EXERCISE DETAILS — Scan the entries line by line and return those with "Controller".

[Entries taken from a collection]
*** Begin section ***

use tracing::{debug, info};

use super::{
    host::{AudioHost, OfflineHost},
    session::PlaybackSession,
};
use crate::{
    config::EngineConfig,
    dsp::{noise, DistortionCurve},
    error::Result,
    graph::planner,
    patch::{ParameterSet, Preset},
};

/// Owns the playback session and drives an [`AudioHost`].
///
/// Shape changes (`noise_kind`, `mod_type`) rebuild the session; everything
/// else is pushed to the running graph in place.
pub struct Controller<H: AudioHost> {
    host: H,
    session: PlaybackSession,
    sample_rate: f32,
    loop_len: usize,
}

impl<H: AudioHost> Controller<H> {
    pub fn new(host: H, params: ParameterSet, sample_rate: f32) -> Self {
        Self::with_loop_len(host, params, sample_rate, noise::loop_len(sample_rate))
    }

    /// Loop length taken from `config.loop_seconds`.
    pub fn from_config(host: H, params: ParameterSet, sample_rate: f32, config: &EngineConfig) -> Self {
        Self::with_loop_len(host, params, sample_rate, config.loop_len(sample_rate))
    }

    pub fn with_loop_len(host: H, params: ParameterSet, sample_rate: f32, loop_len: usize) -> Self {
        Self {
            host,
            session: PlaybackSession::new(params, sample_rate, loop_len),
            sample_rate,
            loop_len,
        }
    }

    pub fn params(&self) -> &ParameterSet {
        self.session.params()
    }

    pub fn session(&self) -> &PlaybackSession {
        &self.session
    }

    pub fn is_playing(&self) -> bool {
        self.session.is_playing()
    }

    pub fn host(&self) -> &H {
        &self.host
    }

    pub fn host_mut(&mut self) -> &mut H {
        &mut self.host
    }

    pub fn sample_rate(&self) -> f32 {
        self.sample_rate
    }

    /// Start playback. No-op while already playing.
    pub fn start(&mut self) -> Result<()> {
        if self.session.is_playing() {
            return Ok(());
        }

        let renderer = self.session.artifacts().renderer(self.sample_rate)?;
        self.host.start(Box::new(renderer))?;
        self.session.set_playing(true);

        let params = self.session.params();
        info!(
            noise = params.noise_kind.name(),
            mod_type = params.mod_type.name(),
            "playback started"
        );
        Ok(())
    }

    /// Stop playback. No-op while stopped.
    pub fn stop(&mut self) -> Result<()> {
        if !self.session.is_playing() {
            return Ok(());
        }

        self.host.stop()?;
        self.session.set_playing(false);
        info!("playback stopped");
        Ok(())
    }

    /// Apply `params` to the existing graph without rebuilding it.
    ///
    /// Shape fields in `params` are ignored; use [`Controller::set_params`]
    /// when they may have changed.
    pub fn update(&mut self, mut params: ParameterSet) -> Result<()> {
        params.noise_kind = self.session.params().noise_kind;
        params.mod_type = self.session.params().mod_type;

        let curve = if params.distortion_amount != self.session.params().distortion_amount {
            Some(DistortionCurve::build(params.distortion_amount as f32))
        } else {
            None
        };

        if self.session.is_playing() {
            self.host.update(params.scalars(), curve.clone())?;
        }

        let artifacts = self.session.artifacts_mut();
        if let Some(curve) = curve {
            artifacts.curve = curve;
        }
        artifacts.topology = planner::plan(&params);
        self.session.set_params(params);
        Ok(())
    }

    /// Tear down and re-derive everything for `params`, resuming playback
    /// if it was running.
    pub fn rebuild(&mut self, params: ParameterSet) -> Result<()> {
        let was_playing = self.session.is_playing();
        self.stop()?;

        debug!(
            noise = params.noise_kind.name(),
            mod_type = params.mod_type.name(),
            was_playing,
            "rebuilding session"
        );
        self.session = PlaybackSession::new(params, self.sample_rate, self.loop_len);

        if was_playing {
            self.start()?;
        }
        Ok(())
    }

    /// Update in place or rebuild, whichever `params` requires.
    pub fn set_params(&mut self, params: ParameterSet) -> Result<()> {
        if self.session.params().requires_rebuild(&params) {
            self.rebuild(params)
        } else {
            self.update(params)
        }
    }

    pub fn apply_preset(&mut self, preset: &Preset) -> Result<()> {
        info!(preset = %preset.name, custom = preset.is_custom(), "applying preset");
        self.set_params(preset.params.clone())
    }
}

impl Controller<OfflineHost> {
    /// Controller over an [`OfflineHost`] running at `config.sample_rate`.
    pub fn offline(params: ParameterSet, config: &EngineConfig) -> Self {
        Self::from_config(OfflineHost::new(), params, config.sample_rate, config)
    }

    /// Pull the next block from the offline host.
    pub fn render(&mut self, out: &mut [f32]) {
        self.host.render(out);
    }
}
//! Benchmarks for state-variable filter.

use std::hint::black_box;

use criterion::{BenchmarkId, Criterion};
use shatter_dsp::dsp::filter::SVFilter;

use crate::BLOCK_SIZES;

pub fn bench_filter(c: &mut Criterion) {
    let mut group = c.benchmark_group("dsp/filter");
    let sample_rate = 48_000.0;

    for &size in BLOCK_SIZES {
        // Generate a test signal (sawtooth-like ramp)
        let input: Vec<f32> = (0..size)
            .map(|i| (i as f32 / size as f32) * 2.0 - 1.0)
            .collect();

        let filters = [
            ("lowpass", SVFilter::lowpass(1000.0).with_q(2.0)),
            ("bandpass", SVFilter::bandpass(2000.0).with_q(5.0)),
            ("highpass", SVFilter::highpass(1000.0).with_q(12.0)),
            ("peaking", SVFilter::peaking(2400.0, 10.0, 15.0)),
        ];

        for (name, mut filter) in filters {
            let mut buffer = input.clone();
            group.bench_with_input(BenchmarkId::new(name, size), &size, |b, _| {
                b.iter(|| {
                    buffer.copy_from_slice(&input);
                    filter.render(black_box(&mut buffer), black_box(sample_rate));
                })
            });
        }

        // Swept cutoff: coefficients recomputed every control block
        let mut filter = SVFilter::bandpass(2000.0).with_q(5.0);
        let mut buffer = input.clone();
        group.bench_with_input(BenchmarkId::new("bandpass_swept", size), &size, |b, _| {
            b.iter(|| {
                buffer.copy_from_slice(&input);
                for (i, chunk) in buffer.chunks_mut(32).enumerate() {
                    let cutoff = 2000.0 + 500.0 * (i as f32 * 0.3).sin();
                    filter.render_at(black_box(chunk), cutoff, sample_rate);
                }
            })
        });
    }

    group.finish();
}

*** End section ***

WRITTEN ANSWER —
pub struct Controller<H: AudioHost> {
impl<H: AudioHost> Controller<H> {
    /// Shape fields in `params` are ignored; use [`Controller::set_params`]
impl Controller<OfflineHost> {
    /// Controller over an [`OfflineHost`] running at `config.sample_rate`.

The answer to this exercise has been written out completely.